PROBLEM: The string "false" may appear in lines of the data; report how many lines contain it, with no other output.

DATA:
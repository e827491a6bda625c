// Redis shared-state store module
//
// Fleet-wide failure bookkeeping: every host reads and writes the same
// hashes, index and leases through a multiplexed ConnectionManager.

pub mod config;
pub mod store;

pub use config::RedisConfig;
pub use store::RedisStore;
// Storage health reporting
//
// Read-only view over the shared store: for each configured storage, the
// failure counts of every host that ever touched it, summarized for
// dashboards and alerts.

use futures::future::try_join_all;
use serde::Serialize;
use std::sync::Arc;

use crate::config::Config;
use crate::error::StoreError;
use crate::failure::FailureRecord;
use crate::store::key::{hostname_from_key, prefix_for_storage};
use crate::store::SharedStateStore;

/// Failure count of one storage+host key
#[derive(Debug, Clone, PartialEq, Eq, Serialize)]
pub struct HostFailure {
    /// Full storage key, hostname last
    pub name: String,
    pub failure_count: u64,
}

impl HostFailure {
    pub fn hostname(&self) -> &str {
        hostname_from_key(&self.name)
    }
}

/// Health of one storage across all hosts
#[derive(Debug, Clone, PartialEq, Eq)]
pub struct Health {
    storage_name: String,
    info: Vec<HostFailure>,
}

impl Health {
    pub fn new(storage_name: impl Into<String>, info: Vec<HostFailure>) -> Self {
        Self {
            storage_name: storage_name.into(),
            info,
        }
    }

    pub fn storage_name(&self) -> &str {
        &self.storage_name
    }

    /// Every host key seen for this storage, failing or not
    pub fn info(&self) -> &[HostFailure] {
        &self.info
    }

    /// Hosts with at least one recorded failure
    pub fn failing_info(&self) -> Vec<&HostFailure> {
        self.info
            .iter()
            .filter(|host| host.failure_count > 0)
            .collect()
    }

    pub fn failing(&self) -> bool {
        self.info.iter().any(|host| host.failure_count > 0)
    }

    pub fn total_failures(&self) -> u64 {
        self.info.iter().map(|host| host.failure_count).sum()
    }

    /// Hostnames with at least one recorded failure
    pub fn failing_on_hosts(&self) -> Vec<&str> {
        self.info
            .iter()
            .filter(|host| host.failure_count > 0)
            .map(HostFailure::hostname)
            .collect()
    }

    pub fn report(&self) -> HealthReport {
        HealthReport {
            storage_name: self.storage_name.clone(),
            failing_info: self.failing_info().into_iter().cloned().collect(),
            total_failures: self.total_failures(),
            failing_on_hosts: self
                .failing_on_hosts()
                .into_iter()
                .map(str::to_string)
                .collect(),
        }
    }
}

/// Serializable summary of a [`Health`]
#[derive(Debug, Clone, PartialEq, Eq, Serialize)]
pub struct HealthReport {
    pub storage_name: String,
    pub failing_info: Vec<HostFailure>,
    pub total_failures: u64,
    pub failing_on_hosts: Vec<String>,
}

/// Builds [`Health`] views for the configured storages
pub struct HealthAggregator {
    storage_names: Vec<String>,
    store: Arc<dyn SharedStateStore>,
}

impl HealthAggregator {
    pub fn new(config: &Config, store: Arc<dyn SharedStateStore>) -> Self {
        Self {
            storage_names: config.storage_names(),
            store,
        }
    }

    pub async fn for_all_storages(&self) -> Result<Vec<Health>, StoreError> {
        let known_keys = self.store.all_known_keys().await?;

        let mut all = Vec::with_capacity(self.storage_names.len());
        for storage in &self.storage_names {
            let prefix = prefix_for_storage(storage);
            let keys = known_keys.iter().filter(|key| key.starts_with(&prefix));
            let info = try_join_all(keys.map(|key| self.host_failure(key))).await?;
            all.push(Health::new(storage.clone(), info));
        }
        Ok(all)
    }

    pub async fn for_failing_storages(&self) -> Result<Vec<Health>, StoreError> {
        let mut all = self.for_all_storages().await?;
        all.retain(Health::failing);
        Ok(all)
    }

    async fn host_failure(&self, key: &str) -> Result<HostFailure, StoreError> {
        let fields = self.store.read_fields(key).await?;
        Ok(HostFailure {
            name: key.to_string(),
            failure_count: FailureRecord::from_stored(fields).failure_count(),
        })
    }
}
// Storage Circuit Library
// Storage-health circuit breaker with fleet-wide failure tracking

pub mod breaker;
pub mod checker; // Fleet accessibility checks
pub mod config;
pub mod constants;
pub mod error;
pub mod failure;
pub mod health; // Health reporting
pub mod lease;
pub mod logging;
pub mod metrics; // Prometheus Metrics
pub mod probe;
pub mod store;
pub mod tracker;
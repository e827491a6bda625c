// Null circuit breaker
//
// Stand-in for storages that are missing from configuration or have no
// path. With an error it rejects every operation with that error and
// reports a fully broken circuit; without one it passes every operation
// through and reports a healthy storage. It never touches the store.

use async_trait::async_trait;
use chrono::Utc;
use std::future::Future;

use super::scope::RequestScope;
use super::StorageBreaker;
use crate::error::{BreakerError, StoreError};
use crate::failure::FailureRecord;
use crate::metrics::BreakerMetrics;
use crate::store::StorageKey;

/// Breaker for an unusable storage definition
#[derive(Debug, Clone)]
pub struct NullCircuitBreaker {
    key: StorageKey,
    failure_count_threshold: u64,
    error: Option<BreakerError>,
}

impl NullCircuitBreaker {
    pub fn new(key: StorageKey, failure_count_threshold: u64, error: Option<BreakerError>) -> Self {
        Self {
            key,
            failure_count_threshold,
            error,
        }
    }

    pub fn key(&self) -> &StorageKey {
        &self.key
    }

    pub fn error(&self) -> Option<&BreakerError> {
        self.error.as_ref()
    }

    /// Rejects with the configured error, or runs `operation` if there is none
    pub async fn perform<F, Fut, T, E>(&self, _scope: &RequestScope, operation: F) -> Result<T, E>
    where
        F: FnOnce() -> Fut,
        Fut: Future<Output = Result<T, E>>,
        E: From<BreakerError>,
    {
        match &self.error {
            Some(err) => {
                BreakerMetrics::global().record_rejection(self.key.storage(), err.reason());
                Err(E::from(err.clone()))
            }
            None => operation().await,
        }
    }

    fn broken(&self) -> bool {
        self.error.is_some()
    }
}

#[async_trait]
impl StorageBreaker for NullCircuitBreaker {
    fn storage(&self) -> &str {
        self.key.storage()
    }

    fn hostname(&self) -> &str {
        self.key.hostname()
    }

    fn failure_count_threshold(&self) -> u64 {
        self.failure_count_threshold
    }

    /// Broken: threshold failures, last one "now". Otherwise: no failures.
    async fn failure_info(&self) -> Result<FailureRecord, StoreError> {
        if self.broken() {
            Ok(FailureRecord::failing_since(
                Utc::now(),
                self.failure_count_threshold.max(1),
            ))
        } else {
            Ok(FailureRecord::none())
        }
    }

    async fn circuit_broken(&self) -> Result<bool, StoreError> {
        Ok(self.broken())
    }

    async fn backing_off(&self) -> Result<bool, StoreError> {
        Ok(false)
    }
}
---
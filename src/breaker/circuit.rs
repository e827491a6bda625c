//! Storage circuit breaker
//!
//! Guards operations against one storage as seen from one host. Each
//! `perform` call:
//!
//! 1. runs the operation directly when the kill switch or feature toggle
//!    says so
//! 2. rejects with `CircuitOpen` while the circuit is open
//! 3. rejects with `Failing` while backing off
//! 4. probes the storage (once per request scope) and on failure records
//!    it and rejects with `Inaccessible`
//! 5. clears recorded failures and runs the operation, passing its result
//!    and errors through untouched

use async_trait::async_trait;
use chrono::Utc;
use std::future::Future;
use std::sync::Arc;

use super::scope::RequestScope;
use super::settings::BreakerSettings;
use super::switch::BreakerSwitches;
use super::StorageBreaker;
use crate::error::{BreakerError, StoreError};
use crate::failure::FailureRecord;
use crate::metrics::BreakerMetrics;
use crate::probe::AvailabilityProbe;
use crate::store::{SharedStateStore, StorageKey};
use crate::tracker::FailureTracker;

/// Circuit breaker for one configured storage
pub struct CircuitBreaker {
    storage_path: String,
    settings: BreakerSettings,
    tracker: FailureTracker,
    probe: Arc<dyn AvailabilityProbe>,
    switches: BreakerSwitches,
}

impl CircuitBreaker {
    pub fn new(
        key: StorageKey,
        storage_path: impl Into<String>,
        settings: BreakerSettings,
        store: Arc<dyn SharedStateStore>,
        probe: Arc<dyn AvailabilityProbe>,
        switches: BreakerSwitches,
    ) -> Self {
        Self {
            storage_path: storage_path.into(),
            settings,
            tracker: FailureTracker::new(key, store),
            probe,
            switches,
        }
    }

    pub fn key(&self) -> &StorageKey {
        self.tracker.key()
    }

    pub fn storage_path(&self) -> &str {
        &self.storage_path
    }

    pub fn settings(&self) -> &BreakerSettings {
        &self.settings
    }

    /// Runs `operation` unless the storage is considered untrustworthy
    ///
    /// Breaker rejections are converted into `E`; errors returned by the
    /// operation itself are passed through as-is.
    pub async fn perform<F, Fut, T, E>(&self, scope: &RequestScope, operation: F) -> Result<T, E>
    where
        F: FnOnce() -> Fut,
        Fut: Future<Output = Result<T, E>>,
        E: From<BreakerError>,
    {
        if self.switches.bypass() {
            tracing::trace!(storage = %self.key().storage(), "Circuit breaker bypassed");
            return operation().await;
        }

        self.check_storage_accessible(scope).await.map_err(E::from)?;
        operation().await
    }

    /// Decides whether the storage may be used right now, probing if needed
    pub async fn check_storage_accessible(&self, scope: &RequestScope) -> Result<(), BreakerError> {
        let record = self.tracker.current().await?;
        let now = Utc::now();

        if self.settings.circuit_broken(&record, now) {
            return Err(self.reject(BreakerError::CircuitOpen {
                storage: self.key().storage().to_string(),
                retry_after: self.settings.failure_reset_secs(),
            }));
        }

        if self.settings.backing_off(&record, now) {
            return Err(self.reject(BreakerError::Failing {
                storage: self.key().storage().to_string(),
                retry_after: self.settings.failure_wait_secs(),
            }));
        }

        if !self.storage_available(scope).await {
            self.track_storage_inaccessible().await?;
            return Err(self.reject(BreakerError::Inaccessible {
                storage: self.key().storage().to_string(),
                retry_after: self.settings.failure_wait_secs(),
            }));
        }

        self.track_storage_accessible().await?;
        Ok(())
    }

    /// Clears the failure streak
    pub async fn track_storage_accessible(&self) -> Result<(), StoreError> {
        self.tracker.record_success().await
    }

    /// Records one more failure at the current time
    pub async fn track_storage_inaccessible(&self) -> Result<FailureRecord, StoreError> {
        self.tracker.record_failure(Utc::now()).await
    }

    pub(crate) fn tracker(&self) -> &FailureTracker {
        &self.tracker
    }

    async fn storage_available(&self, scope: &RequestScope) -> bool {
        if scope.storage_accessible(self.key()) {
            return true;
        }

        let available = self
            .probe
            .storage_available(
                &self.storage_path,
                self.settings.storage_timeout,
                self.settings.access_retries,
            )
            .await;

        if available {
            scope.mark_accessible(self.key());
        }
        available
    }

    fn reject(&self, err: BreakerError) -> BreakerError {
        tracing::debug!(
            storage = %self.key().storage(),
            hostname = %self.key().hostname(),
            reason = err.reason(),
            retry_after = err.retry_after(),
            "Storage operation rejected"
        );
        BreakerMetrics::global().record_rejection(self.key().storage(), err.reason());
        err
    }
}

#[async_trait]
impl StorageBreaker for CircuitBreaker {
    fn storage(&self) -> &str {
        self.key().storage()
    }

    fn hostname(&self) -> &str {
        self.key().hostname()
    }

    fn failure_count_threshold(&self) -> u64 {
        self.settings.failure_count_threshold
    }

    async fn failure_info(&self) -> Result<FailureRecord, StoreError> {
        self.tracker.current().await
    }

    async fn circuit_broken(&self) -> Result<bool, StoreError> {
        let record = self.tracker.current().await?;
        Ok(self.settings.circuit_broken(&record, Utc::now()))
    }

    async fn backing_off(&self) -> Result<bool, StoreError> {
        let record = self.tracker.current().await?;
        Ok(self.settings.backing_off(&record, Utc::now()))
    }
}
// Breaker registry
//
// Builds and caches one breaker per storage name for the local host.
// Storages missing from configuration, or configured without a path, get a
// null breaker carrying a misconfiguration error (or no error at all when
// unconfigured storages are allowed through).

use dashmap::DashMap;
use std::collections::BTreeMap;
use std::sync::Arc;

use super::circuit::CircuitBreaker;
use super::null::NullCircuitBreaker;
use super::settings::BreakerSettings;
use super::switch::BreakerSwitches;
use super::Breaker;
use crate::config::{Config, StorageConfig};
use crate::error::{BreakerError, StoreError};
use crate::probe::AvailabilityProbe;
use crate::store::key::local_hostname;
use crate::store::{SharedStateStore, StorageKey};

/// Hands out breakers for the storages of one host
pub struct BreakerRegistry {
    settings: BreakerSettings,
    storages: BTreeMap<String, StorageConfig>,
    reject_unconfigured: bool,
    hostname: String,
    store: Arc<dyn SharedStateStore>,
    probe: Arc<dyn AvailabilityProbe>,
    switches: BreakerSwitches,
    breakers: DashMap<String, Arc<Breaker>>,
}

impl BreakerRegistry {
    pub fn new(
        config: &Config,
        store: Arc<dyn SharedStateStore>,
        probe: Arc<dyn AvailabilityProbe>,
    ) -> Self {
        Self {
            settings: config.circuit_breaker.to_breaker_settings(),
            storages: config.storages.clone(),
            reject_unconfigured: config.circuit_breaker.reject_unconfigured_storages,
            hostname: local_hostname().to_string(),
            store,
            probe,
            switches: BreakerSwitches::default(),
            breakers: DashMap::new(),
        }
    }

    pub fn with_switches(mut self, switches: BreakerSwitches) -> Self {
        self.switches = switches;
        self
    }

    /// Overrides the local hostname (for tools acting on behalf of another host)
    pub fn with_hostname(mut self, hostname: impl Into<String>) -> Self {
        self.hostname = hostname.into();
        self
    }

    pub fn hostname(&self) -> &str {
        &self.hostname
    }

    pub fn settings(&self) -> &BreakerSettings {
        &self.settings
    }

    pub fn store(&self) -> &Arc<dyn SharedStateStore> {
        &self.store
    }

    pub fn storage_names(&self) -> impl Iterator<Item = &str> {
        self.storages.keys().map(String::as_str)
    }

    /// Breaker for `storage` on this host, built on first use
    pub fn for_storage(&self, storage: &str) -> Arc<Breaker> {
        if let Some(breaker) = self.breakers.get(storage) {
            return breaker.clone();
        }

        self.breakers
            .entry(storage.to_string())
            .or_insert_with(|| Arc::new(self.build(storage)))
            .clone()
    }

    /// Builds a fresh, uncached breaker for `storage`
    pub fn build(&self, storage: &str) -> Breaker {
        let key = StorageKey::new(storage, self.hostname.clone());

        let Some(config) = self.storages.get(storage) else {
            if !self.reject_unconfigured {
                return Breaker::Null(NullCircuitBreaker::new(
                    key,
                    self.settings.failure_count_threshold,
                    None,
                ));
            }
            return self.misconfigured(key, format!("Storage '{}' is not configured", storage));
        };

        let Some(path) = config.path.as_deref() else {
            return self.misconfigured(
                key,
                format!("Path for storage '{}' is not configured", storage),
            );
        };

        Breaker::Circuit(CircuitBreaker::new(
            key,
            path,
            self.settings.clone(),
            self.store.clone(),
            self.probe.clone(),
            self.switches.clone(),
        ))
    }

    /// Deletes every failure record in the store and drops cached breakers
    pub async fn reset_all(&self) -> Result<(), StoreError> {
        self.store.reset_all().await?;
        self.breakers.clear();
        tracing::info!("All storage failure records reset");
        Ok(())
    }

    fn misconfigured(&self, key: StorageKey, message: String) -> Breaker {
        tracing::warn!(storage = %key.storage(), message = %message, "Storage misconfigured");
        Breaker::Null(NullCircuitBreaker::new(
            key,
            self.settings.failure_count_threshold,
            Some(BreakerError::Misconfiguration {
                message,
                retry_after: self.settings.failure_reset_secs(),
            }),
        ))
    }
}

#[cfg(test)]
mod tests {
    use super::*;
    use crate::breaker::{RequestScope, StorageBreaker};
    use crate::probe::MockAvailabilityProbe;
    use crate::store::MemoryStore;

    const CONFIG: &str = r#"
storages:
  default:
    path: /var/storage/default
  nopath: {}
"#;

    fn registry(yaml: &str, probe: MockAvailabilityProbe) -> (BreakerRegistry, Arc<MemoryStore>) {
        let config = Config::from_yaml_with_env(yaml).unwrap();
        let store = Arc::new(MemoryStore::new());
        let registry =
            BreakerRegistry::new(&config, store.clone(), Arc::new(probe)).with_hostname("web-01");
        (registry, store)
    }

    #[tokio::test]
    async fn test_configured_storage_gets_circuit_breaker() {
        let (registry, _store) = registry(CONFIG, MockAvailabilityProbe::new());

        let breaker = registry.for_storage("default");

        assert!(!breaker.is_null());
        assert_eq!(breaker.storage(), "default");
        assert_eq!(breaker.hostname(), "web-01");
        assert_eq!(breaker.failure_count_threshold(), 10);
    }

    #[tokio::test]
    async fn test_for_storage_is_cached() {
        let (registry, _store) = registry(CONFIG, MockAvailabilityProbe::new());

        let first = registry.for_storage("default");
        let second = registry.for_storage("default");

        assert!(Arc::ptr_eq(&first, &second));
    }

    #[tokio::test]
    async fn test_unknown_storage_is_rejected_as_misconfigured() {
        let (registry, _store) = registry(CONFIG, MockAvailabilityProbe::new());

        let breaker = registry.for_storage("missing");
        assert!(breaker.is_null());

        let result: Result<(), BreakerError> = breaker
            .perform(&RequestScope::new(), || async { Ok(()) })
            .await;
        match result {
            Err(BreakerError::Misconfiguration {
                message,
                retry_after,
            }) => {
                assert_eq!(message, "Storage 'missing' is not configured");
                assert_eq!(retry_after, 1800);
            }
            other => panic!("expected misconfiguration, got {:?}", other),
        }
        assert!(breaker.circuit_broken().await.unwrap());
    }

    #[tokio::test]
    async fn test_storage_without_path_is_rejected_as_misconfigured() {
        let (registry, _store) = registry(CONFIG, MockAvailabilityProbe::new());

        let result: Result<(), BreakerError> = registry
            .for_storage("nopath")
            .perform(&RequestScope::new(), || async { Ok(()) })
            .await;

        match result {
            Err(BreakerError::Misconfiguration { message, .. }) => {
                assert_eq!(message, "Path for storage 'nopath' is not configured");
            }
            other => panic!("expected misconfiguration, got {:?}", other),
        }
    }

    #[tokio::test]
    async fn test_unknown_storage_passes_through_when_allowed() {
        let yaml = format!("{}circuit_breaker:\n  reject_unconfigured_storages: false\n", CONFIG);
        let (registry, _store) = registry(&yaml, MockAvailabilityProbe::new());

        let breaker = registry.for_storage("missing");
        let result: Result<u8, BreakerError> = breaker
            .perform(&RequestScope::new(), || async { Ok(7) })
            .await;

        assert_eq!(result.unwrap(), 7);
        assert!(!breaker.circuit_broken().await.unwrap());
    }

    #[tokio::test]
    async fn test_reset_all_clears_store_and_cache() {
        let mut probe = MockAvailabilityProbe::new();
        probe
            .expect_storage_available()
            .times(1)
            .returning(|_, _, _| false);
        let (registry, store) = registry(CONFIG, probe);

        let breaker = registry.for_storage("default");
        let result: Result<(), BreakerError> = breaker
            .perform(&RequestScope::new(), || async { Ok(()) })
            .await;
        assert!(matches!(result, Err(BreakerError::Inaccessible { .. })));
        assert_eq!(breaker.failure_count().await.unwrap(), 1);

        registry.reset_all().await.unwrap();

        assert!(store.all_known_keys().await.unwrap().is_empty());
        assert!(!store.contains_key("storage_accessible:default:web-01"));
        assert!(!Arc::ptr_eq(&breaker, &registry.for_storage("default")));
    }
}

RESPONSE TO THE EXERCISE: 3